It should come as little surprise that Berkshire Hathaway’s ($BRK.A) Warren Buffett is the backer of Quicken Loans Billion Dollar Bracket Challenge. The contest – which will award a billion dollars to anyone who can fill out a perfect March Madness bracket – has odds that are truly astronomical. A randomized bracket’s odds are 1 in 9 quintillion. Even the savviest sports picker probably has around a 1 in 128 billion chance. In the seven year history of ESPN’s online bracket challenge, in which hundreds of millions of people have participated, only a single person has even had a perfect bracket after the first round.
While Buffett hasn’t disclosed the premium he’s making, rumors put it around $10 million. From an insurer’s standpoint, it’s a no-brainer. Take, for instance, the risks property insurers take when covering coastal communities. There’s a 72 percent chance the US will be hit by a major hurricane this year comparable to Sandy, which devastated property insurers like Tower Group (TWGP) when they had to pay out claims.

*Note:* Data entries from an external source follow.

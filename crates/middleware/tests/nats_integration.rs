//! Integration tests for NATS transport
//!
//! Run with: cargo test -p relay-middleware --test nats_integration -- --ignored
//! Requires: docker run -p 4222:4222 nats:latest -js

use bytes::Bytes;
use relay_middleware::{NatsTransport, SubjectBuilder, Transport};

#[tokio::test]
#[ignore]
async fn test_nats_publish_subscribe_roundtrip() {
    let transport = NatsTransport::connect("nats://localhost:4222")
        .await
        .expect("Failed to connect to NATS");

    let subjects = SubjectBuilder::new(Some("test-env"));
    let subject = subjects.platform("HALO", "location");

    let mut sub = transport
        .subscribe(&subject)
        .await
        .expect("Failed to subscribe");

    transport
        .publish(&subject, Bytes::from("test message"))
        .await
        .expect("Failed to publish");

    let msg = sub.next().await.expect("Failed to receive");
    assert_eq!(msg.payload, Bytes::from("test message"));
}

#[tokio::test]
#[ignore]
async fn test_retained_publish_is_acked() {
    let transport = NatsTransport::connect("nats://localhost:4222")
        .await
        .expect("Failed to connect to NATS");

    let subjects = SubjectBuilder::new(Some("test-env"));

    transport
        .ensure_retained_stream("TEST_ENV_PLATFORMS", vec![subjects.all().to_string()])
        .await
        .expect("Failed to create stream");

    transport
        .publish_retained(&subjects.platform("RHB", "location"), Bytes::from("{}"))
        .await
        .expect("Retained publish was not acknowledged");

    transport.close().await.expect("Failed to flush");
}

#[tokio::test]
#[ignore]
async fn test_late_subscriber_receives_retained_value() {
    let transport = NatsTransport::connect("nats://localhost:4222")
        .await
        .expect("Failed to connect to NATS");

    let subjects = SubjectBuilder::new(Some("test-late"));
    transport
        .ensure_retained_stream("TEST_LATE_PLATFORMS", vec![subjects.all().to_string()])
        .await
        .expect("Failed to create stream");

    let subject = subjects.platform("METEOR", "location");
    transport
        .publish_retained(&subject, Bytes::from(r#"{"lat":13.1}"#))
        .await
        .expect("Retained publish was not acknowledged");

    let mut sub = transport
        .subscribe(subjects.all())
        .await
        .expect("Failed to subscribe");
    let msg = tokio::time::timeout(std::time::Duration::from_secs(5), sub.next())
        .await
        .expect("Retained value was not replayed")
        .expect("Failed to receive");

    assert!(msg.retained);
    assert_eq!(msg.subject, subject.as_ref());
    assert_eq!(msg.payload, Bytes::from(r#"{"lat":13.1}"#));
}
use std::collections::HashMap;
use std::time::Duration;

use tokio::time::Instant;

/// Default forced-refresh window
pub const DEFAULT_EXPIRATION: Duration = Duration::from_secs(15 * 60);

struct DedupEntry<P> {
    last_payload: P,
    last_write: Instant,
}

/// Per-topic suppression of repeated payloads.
///
/// A write is new when the topic has never been written, the payload differs
/// from the last one written, or the last write is at least `expiration` old.
/// The periodic refresh keeps retained broker state from going stale when a
/// platform stops changing.
pub struct Deduplicator<P> {
    expiration: Duration,
    entries: HashMap<String, DedupEntry<P>>,
}

impl<P: PartialEq + Clone> Deduplicator<P> {
    pub fn new() -> Self {
        Self::with_expiration(DEFAULT_EXPIRATION)
    }

    pub fn with_expiration(expiration: Duration) -> Self {
        Self {
            expiration,
            entries: HashMap::new(),
        }
    }

    pub fn expiration(&self) -> Duration {
        self.expiration
    }

    /// Check and record in one step: returns true and remembers `payload`
    /// when the write should go out.
    pub fn should_write(&mut self, topic: &str, payload: &P) -> bool {
        let now = Instant::now();
        if !self.is_new_at(topic, payload, now) {
            return false;
        }
        self.record_at(topic, payload.clone(), now);
        true
    }

    /// Whether a write would go out now, without remembering anything
    pub fn is_new(&self, topic: &str, payload: &P) -> bool {
        self.is_new_at(topic, payload, Instant::now())
    }

    /// Remember a write that actually went out
    pub fn record(&mut self, topic: &str, payload: P) {
        self.record_at(topic, payload, Instant::now());
    }

    pub fn len(&self) -> usize {
        self.entries.len()
    }

    pub fn is_empty(&self) -> bool {
        self.entries.is_empty()
    }

    fn is_new_at(&self, topic: &str, payload: &P, now: Instant) -> bool {
        match self.entries.get(topic) {
            None => true,
            Some(entry) => {
                entry.last_payload != *payload
                    || now.saturating_duration_since(entry.last_write) >= self.expiration
            }
        }
    }

    fn record_at(&mut self, topic: &str, payload: P, now: Instant) {
        match self.entries.get_mut(topic) {
            Some(entry) => {
                entry.last_payload = payload;
                entry.last_write = now;
            }
            None => {
                self.entries.insert(
                    topic.to_string(),
                    DedupEntry {
                        last_payload: payload,
                        last_write: now,
                    },
                );
            }
        }
    }
}

impl<P: PartialEq + Clone> Default for Deduplicator<P> {
    fn default() -> Self {
        Self::new()
    }
}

On the other hand, the chances of someone actually picking a perfect bracket are more comparable to say, a meteor over 5 kilometers in diameter smashing into earth and wiping out life as we know it. A meteor even 1 kilometer, enough to cause mass extinctions, hits the earth "several times every million years," acccording to NASA, making any kind of insurance policy a bit of a moot point.
Conversely, if every man, woman and child in the US filled out a bracket every year, in 290 million years there would only be a 1 percent chance of a perfect bracket. If the wager was between picking a perfect bracket, and a meteor as wide as Manhattan smashing into Earth and wiping out civilization before Creighton takes a single three-point shot, the smart bettor would pick "all games canceled due to exodus of humanity" every time.
Even if someone were to get close, it wouldn't matter because the contest would probably be cut short. Buffett has gone as far to say that in the completely unlikely event someone actually comes close, and gets the first 60 out of 64 correct, he would attempt to buy out the winner. After all, they either get $1 billion or “second place,” which is a relatively paltry $100,000.
In short, Buffett just pocketed $10 million on an event whose natural conclusion is far less probable that the absolute destruction of humanity. And that’s the kind of odds any investor who thinks they won’t go the way of the dinosaur anytime soon should take.